Management is of the opinion that utilisation of the deferred
tax assets arising from unused tax losses mainly depends on future taxable income
generated by the company. The future taxable income projections contain estimates and tax
strategies which may be significantly impacted by changes in the Regulations, industrial
scenario, the business, and market conditions. Hence, not recognised the deferred tax
asset on unused tax losses.
Our Response
Our audit procedures included, among others, evaluating the
future estimated business projections and projected tax computations prepared by the
company to assess the recognition and measurement of the current tax and deferred tax
assets and liabilities and evaluate the compliance with the tax legislation. We paid
attention to the long-term forecasts and critically assessed the assumptions and judgments
underlying these forecasts by considering the historical accuracy of forecasts and the
sensitivities of the profit forecasts. We assessed the adequacy and the level of
estimation involved.
KAM Title
Unused MAT Credit
KAM Description
The company is not recognizing such MAT Credit Entitlement in
respect of Tax paid on book profits in earlier years as the utilisation of MAT Credit
Entitlement is dependent on the companys ability to generate future normal taxable
profits sufficient to utilise the available MAT Credit before they expire which depends on
the countrys fiscal policies to be announced in future years. We determined this to
be a key audit matter due to the inherent limitations in estimation and uncertainty in
forecasting the amount and timing of future taxable profits, changes in fiscal policies
and utilisation of MAT credit.
Management is of the opinion that utilisation of the MAT credit
mainly depends on future taxable income generated by the company. The future taxable
income projections contain estimates and tax strategies which may be significantly
impacted by changes in the regulations, industrial scenario, the business, and its markets
and therefore has not recognised the MAT credit entitlement.
Our Response
Our audit procedures included, among others, evaluating the
projected tax computations prepared by the company to assess the recognition and
measurement of the current tax and evaluate the compliance with the tax legislation. We
paid attention to the long-term forecasts and critically assessed the assumptions and
judgments underlying these forecasts by considering the historical accuracy of forecasts
and the sensitivities of the profit forecasts. We assessed the adequacy and the level of
estimation involved.
Other Information
The Companys Board of Directors is responsible for the
other information. The other information comprises the information included in the companys
annual report but does not include the financial statements and our auditors report
thereon.
Our opinion on the financial statements does not cover the other
information and we do not express any form of assurance conclusion thereon.
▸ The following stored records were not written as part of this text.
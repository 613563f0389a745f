//! Database layer for the clinic.
//!
//! Every query that touches doctor-owned data filters on `doctor_id` in the
//! SQL itself; a row owned by another doctor is indistinguishable from a
//! missing row.

mod appointments;
mod budgets;
mod categories;
mod doctors;
mod patients;
mod schema;
mod transactions;
mod visits;

pub use appointments::AppointmentRow;
pub use doctors::DoctorCredentials;
pub use schema::*;

use std::path::Path;

use chrono::{Local, NaiveDateTime, Timelike};
use rusqlite::types::{FromSql, FromSqlError, FromSqlResult, ToSql, ToSqlOutput, ValueRef};
use rusqlite::{Connection, ErrorCode};
use thiserror::Error;

use crate::models::{
    AppointmentStatus, Direction, DoctorId, Money, MoneyError, PaymentMethod, Priority, ReferenceKind,
};

/// Database errors.
#[derive(Error, Debug)]
pub enum DbError {
    #[error("SQLite error: {0}")]
    Sqlite(#[from] rusqlite::Error),

    #[error("JSON serialization error: {0}")]
    Json(#[from] serde_json::Error),

    #[error("Record not found: {0}")]
    NotFound(String),

    #[error("Constraint violation: {0}")]
    Constraint(String),
}

impl DbError {
    /// True for UNIQUE and PRIMARY KEY violations.
    pub fn is_unique_violation(&self) -> bool {
        match self {
            DbError::Constraint(_) => true,
            DbError::Sqlite(rusqlite::Error::SqliteFailure(err, _)) => {
                err.code == ErrorCode::ConstraintViolation
                    && (err.extended_code == rusqlite::ffi::SQLITE_CONSTRAINT_UNIQUE
                        || err.extended_code == rusqlite::ffi::SQLITE_CONSTRAINT_PRIMARYKEY)
            }
            _ => false,
        }
    }
}

pub type DbResult<T> = Result<T, DbError>;

/// Database connection wrapper.
pub struct Database {
    conn: Connection,
}

impl Database {
    /// Open database at path, creating if needed.
    pub fn open<P: AsRef<Path>>(path: P) -> DbResult<Self> {
        let conn = Connection::open(path)?;
        let db = Self { conn };
        db.initialize()?;
        Ok(db)
    }

    /// Create in-memory database (for testing).
    pub fn open_in_memory() -> DbResult<Self> {
        let conn = Connection::open_in_memory()?;
        let db = Self { conn };
        db.initialize()?;
        Ok(db)
    }

    fn initialize(&self) -> DbResult<()> {
        self.conn.execute_batch(SCHEMA)?;
        Ok(())
    }

    /// Get raw connection (for advanced queries).
    pub fn conn(&self) -> &Connection {
        &self.conn
    }

    /// Begin a transaction on the shared connection.
    ///
    /// Statements issued through `self` until the guard is committed or
    /// dropped run inside it; dropping without commit rolls back. Not
    /// reentrant: callers inside an open transaction must not begin another.
    pub fn begin(&self) -> DbResult<rusqlite::Transaction<'_>> {
        Ok(self.conn.unchecked_transaction()?)
    }
}

/// Current local time truncated to whole seconds, the resolution stored in
/// the database.
pub fn now() -> NaiveDateTime {
    let now = Local::now().naive_local();
    now.with_nanosecond(0).unwrap_or(now)
}

impl ToSql for DoctorId {
    fn to_sql(&self) -> rusqlite::Result<ToSqlOutput<'_>> {
        Ok(ToSqlOutput::from(self.0))
    }
}

impl FromSql for DoctorId {
    fn column_result(value: ValueRef<'_>) -> FromSqlResult<Self> {
        i64::column_result(value).map(DoctorId)
    }
}

impl ToSql for Money {
    fn to_sql(&self) -> rusqlite::Result<ToSqlOutput<'_>> {
        let cents = self
            .cents()
            .ok_or_else(|| rusqlite::Error::ToSqlConversionFailure(Box::new(MoneyError::Overflow)))?;
        Ok(ToSqlOutput::from(cents))
    }
}

impl FromSql for Money {
    fn column_result(value: ValueRef<'_>) -> FromSqlResult<Self> {
        i64::column_result(value).map(Money::from_cents)
    }
}

/// Text-backed enums are stored by their `as_str` name.
macro_rules! sql_text_enum {
    ($($ty:ty),+ $(,)?) => {
        $(
            impl ToSql for $ty {
                fn to_sql(&self) -> rusqlite::Result<ToSqlOutput<'_>> {
                    Ok(ToSqlOutput::from(self.as_str()))
                }
            }

            impl FromSql for $ty {
                fn column_result(value: ValueRef<'_>) -> FromSqlResult<Self> {
                    let text = value.as_str()?;
                    text.parse().map_err(|e: String| FromSqlError::Other(e.into()))
                }
            }
        )+
    };
}

sql_text_enum!(AppointmentStatus, Priority, Direction, PaymentMethod, ReferenceKind);
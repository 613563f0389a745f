//! Patient registry routes.

use axum::extract::State;
use axum::http::StatusCode;
use axum::Json;
use clinic_core::models::{DeletedPatient, NewPatient, Patient, PatientBalance, PatientUpdate};
use serde::Deserialize;

use crate::error::ApiError;
use crate::extract::{AppJson, AppPath, AppQuery, CurrentDoctor};
use crate::AppState;

#[derive(Debug, Default, Deserialize)]
pub struct SearchQuery {
    #[serde(default)]
    pub q: Option<String>,
}

/// `GET /api/patients?q=`
pub async fn list(
    State(state): State<AppState>,
    doctor: CurrentDoctor,
    AppQuery(query): AppQuery<SearchQuery>,
) -> Result<Json<Vec<Patient>>, ApiError> {
    let patients = state
        .run(move |core| match query.q.as_deref().map(str::trim) {
            Some(q) if !q.is_empty() => core.search_patients(doctor.id, q),
            _ => core.list_patients(doctor.id),
        })
        .await?;
    Ok(Json(patients))
}

/// `POST /api/patients`
pub async fn create(
    State(state): State<AppState>,
    doctor: CurrentDoctor,
    AppJson(input): AppJson<NewPatient>,
) -> Result<(StatusCode, Json<Patient>), ApiError> {
    let patient = state
        .run(move |core| core.create_patient(doctor.id, &input))
        .await?;
    Ok((StatusCode::CREATED, Json(patient)))
}

/// `GET /api/patients/:local_id`
pub async fn get(
    State(state): State<AppState>,
    doctor: CurrentDoctor,
    AppPath(local_id): AppPath<i64>,
) -> Result<Json<Patient>, ApiError> {
    let patient = state
        .run(move |core| core.get_patient(doctor.id, local_id))
        .await?;
    Ok(Json(patient))
}

/// `PUT /api/patients/:local_id`
pub async fn update(
    State(state): State<AppState>,
    doctor: CurrentDoctor,
    AppPath(local_id): AppPath<i64>,
    AppJson(input): AppJson<PatientUpdate>,
) -> Result<Json<Patient>, ApiError> {
    let patient = state
        .run(move |core| core.update_patient(doctor.id, local_id, &input))
        .await?;
    Ok(Json(patient))
}

/// `DELETE /api/patients/:local_id`: removes visits, X-rays and
/// appointments too.
pub async fn delete(
    State(state): State<AppState>,
    doctor: CurrentDoctor,
    AppPath(local_id): AppPath<i64>,
) -> Result<Json<DeletedPatient>, ApiError> {
    let deleted = state
        .run(move |core| core.delete_patient(doctor.id, local_id))
        .await?;
    Ok(Json(deleted))
}

/// `GET /api/patients/:local_id/balance`
pub async fn balance(
    State(state): State<AppState>,
    doctor: CurrentDoctor,
    AppPath(local_id): AppPath<i64>,
) -> Result<Json<PatientBalance>, ApiError> {
    let balance = state
        .run(move |core| core.patient_balance(doctor.id, local_id))
        .await?;
    Ok(Json(balance))
}
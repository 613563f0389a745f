//! Appointment database operations.

use chrono::NaiveDateTime;
use rusqlite::{params, OptionalExtension, Row};

use super::{Database, DbError, DbResult};
use crate::models::{Appointment, AppointmentStatus, DoctorId, Priority};

const APPOINTMENT_COLUMNS: &str = r#"
    id, doctor_id, patient_local_id, scheduled_at, appointment_type, notes,
    duration_minutes, priority, status, created_at
"#;

fn appointment_from_row(row: &Row<'_>) -> rusqlite::Result<Appointment> {
    Ok(Appointment {
        id: row.get(0)?,
        doctor_id: row.get(1)?,
        patient_local_id: row.get(2)?,
        scheduled_at: row.get(3)?,
        appointment_type: row.get(4)?,
        notes: row.get(5)?,
        duration_minutes: row.get(6)?,
        priority: row.get(7)?,
        status: row.get(8)?,
        created_at: row.get(9)?,
    })
}

/// Column values for an appointment insert or full rewrite.
#[derive(Debug, Clone)]
pub struct AppointmentRow<'a> {
    pub scheduled_at: NaiveDateTime,
    pub appointment_type: &'a str,
    pub notes: Option<&'a str>,
    pub duration_minutes: u32,
    pub priority: Priority,
    pub status: AppointmentStatus,
}

impl Database {
    pub fn insert_appointment(
        &self,
        doctor_id: DoctorId,
        patient_local_id: i64,
        row: &AppointmentRow<'_>,
        now: NaiveDateTime,
    ) -> DbResult<Appointment> {
        self.conn.execute(
            r#"
            INSERT INTO appointments (
                doctor_id, patient_local_id, scheduled_at, appointment_type, notes,
                duration_minutes, priority, status, created_at
            ) VALUES (?1, ?2, ?3, ?4, ?5, ?6, ?7, ?8, ?9)
            "#,
            params![
                doctor_id,
                patient_local_id,
                row.scheduled_at,
                row.appointment_type,
                row.notes,
                row.duration_minutes,
                row.priority,
                row.status,
                now,
            ],
        )?;
        let id = self.conn.last_insert_rowid();
        self.get_appointment(doctor_id, id)?
            .ok_or_else(|| DbError::NotFound(format!("appointment {}", id)))
    }

    pub fn update_appointment_row(
        &self,
        doctor_id: DoctorId,
        appointment_id: i64,
        row: &AppointmentRow<'_>,
    ) -> DbResult<bool> {
        let rows_affected = self.conn.execute(
            r#"
            UPDATE appointments SET
                scheduled_at = ?3,
                appointment_type = ?4,
                notes = ?5,
                duration_minutes = ?6,
                priority = ?7,
                status = ?8
            WHERE doctor_id = ?1 AND id = ?2
            "#,
            params![
                doctor_id,
                appointment_id,
                row.scheduled_at,
                row.appointment_type,
                row.notes,
                row.duration_minutes,
                row.priority,
                row.status,
            ],
        )?;
        Ok(rows_affected > 0)
    }

    pub fn get_appointment(
        &self,
        doctor_id: DoctorId,
        appointment_id: i64,
    ) -> DbResult<Option<Appointment>> {
        self.conn
            .query_row(
                &format!(
                    "SELECT {} FROM appointments WHERE doctor_id = ?1 AND id = ?2",
                    APPOINTMENT_COLUMNS
                ),
                params![doctor_id, appointment_id],
                appointment_from_row,
            )
            .optional()
            .map_err(Into::into)
    }

    /// Appointments in `[from, to)` ordered by time, then id.
    pub fn list_appointments_between(
        &self,
        doctor_id: DoctorId,
        from: NaiveDateTime,
        to: NaiveDateTime,
    ) -> DbResult<Vec<Appointment>> {
        let mut stmt = self.conn.prepare(&format!(
            r#"
            SELECT {} FROM appointments
            WHERE doctor_id = ?1 AND scheduled_at >= ?2 AND scheduled_at < ?3
            ORDER BY scheduled_at, id
            "#,
            APPOINTMENT_COLUMNS
        ))?;
        let rows = stmt.query_map(params![doctor_id, from, to], appointment_from_row)?;
        rows.collect::<Result<Vec<_>, _>>().map_err(Into::into)
    }

    /// All of a patient's appointments ordered by time.
    pub fn list_patient_appointments(
        &self,
        doctor_id: DoctorId,
        patient_local_id: i64,
    ) -> DbResult<Vec<Appointment>> {
        let mut stmt = self.conn.prepare(&format!(
            r#"
            SELECT {} FROM appointments
            WHERE doctor_id = ?1 AND patient_local_id = ?2
            ORDER BY scheduled_at, id
            "#,
            APPOINTMENT_COLUMNS
        ))?;
        let rows = stmt.query_map(params![doctor_id, patient_local_id], appointment_from_row)?;
        rows.collect::<Result<Vec<_>, _>>().map_err(Into::into)
    }

    /// The next `limit` scheduled appointments at or after `now`.
    pub fn upcoming_appointments(
        &self,
        doctor_id: DoctorId,
        now: NaiveDateTime,
        limit: usize,
    ) -> DbResult<Vec<Appointment>> {
        let mut stmt = self.conn.prepare(&format!(
            r#"
            SELECT {} FROM appointments
            WHERE doctor_id = ?1 AND status = 'scheduled' AND scheduled_at >= ?2
            ORDER BY scheduled_at, id
            LIMIT ?3
            "#,
            APPOINTMENT_COLUMNS
        ))?;
        let rows = stmt.query_map(params![doctor_id, now, limit as i64], appointment_from_row)?;
        rows.collect::<Result<Vec<_>, _>>().map_err(Into::into)
    }

    pub fn count_appointments_between(
        &self,
        doctor_id: DoctorId,
        from: NaiveDateTime,
        to: NaiveDateTime,
    ) -> DbResult<usize> {
        let count: i64 = self.conn.query_row(
            r#"
            SELECT COUNT(*) FROM appointments
            WHERE doctor_id = ?1 AND scheduled_at >= ?2 AND scheduled_at < ?3
            "#,
            params![doctor_id, from, to],
            |row| row.get(0),
        )?;
        Ok(count as usize)
    }

    pub fn delete_appointment_row(&self, doctor_id: DoctorId, appointment_id: i64) -> DbResult<bool> {
        let rows_affected = self.conn.execute(
            "DELETE FROM appointments WHERE doctor_id = ?1 AND id = ?2",
            params![doctor_id, appointment_id],
        )?;
        Ok(rows_affected > 0)
    }

    pub fn delete_appointments_for_patient(
        &self,
        doctor_id: DoctorId,
        patient_local_id: i64,
    ) -> DbResult<usize> {
        let rows_affected = self.conn.execute(
            "DELETE FROM appointments WHERE doctor_id = ?1 AND patient_local_id = ?2",
            params![doctor_id, patient_local_id],
        )?;
        Ok(rows_affected)
    }
}

#[cfg(test)]
mod tests {
    use super::*;
    use crate::db::now;
    use crate::models::NewPatient;

    fn setup_db() -> (Database, DoctorId) {
        let db = Database::open_in_memory().unwrap();
        let doctor = db.insert_doctor("house", "h", "", None, now()).unwrap().id;
        db.insert_patient(doctor, 1, &NewPatient::new("Max", "555"), now())
            .unwrap();
        (db, doctor)
    }

    fn at(hour: u32) -> NaiveDateTime {
        chrono::NaiveDate::from_ymd_opt(2024, 6, 3)
            .unwrap()
            .and_hms_opt(hour, 0, 0)
            .unwrap()
    }

    fn row(hour: u32) -> AppointmentRow<'static> {
        AppointmentRow {
            scheduled_at: at(hour),
            appointment_type: "checkup",
            notes: None,
            duration_minutes: 60,
            priority: Priority::Medium,
            status: AppointmentStatus::Scheduled,
        }
    }

    #[test]
    fn test_insert_and_list_ordered() {
        let (db, doctor) = setup_db();
        db.insert_appointment(doctor, 1, &row(14), now()).unwrap();
        db.insert_appointment(doctor, 1, &row(9), now()).unwrap();
        // overlapping slot is accepted
        db.insert_appointment(doctor, 1, &row(9), now()).unwrap();

        let listed = db.list_appointments_between(doctor, at(0), at(23)).unwrap();
        let hours: Vec<_> = listed.iter().map(|a| a.scheduled_at).collect();
        assert_eq!(hours, vec![at(9), at(9), at(14)]);
        assert!(listed[0].id < listed[1].id);
    }

    #[test]
    fn test_enum_columns_round_trip() {
        let (db, doctor) = setup_db();
        let mut r = row(10);
        r.priority = Priority::Urgent;
        r.status = AppointmentStatus::Incomplete;
        let created = db.insert_appointment(doctor, 1, &r, now()).unwrap();
        assert_eq!(created.priority, Priority::Urgent);
        assert_eq!(created.status, AppointmentStatus::Incomplete);
    }

    #[test]
    fn test_duration_bounds_enforced() {
        let (db, doctor) = setup_db();
        let mut r = row(10);
        r.duration_minutes = 0;
        assert!(db.insert_appointment(doctor, 1, &r, now()).is_err());
    }
}
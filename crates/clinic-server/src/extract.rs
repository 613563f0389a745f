//! Request extractors: session authentication and JSON/query/path
//! wrappers that reject with [`ApiError`].

use axum::async_trait;
use axum::extract::{FromRequest, FromRequestParts};
use axum::http::header::{AUTHORIZATION, COOKIE};
use axum::http::request::Parts;
use axum::http::HeaderMap;
use clinic_core::models::DoctorId;

use crate::error::ApiError;
use crate::AppState;

pub const SESSION_COOKIE: &str = "clinic_session";

#[derive(FromRequest)]
#[from_request(via(axum::Json), rejection(ApiError))]
pub struct AppJson<T>(pub T);

#[derive(FromRequestParts)]
#[from_request(via(axum::extract::Query), rejection(ApiError))]
pub struct AppQuery<T>(pub T);

#[derive(FromRequestParts)]
#[from_request(via(axum::extract::Path), rejection(ApiError))]
pub struct AppPath<T>(pub T);

/// The doctor behind the request's session.
///
/// This is the only place a [`DoctorId`] is derived from request input.
#[derive(Debug, Clone)]
pub struct CurrentDoctor {
    pub id: DoctorId,
    pub token: String,
}

#[async_trait]
impl FromRequestParts<AppState> for CurrentDoctor {
    type Rejection = ApiError;

    async fn from_request_parts(parts: &mut Parts, state: &AppState) -> Result<Self, Self::Rejection> {
        let token = session_token(&parts.headers).ok_or(ApiError::Unauthorized)?;
        let lookup = token.clone();
        let id = state.run(move |core| core.resolve_session(&lookup)).await?;
        Ok(Self { id, token })
    }
}

/// Bearer token, falling back to the session cookie.
pub fn session_token(headers: &HeaderMap) -> Option<String> {
    bearer_token(headers).or_else(|| cookie_token(headers))
}

fn bearer_token(headers: &HeaderMap) -> Option<String> {
    headers
        .get(AUTHORIZATION)
        .and_then(|v| v.to_str().ok())
        .and_then(|v| v.strip_prefix("Bearer "))
        .map(str::trim)
        .filter(|t| !t.is_empty())
        .map(str::to_string)
}

fn cookie_token(headers: &HeaderMap) -> Option<String> {
    headers
        .get_all(COOKIE)
        .iter()
        .filter_map(|v| v.to_str().ok())
        .flat_map(|v| v.split(';'))
        .filter_map(|pair| pair.trim().split_once('='))
        .find(|(name, _)| *name == SESSION_COOKIE)
        .map(|(_, value)| value.trim().to_string())
        .filter(|t| !t.is_empty())
}

/// `Set-Cookie` value for a new session.
pub fn session_cookie(token: &str, max_age_secs: i64) -> String {
    format!(
        "{}={}; HttpOnly; SameSite=Lax; Path=/; Max-Age={}",
        SESSION_COOKIE, token, max_age_secs
    )
}

/// `Set-Cookie` value that removes the session cookie.
pub fn clear_session_cookie() -> String {
    format!("{}=; HttpOnly; SameSite=Lax; Path=/; Max-Age=0", SESSION_COOKIE)
}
In connection with our audit of the financial statements, our
responsibility is to read the other information and, in doing so, consider whether such
other information is materially inconsistent with the financial statements, or our
knowledge obtained in the audit or otherwise appears to be materially misstated. If, based
on the work we have performed, we conclude that there is a material misstatement of this
other information, we are required to report that fact. We have nothing to report in this
regard.
Responsibilities of Management and Those Charged with Governance
for the Financial Statements
The Companys Board of Directors is responsible for the
matters stated in section 134(5) of the Companies Act, 2013 (the Act) with
respect to the preparation of these financial statements that give a true and fair view of
the financial position, financial performance, total comprehensive income, changes in
equity and cash flows of the Company in accordance with the accounting principles
generally accepted in India, including the Indian Accounting Standards specified under
section 133 of the Act. This responsibility also includes maintenance of adequate
accounting records in accordance with the provisions of the Act for safeguarding of the
assets of the Company and for preventing and detecting frauds and other irregularities;
selection and application of appropriate accounting policies; making judgments and
estimates that are reasonable and prudent; and design, implementation and maintenance of
adequate internal financial controls, that were operating effectively for ensuring the
accuracy and completeness of the accounting records, relevant to the preparation and
presentation of the financial statements that give a true and fair view and are free from
material misstatement, whether due to fraud or error.
In preparing the financial statements, management is responsible
for assessing the Companys ability to continue as a going concern, disclosing, as
applicable, matters related to going concern and using the going concern basis of
accounting unless management either intends to liquidate the Company or to cease
operations, or has no realistic alternative but to do so.
Those Board of Directors are also responsible for overseeing the
Companys financial reporting process.
Auditors Responsibilities for the Audit of the
Financial Statements
Our objectives are to obtain reasonable assurance about whether
the financial statements as a whole are free from material misstatement, whether due to
fraud or error, and to issue an auditors report that includes our opinion.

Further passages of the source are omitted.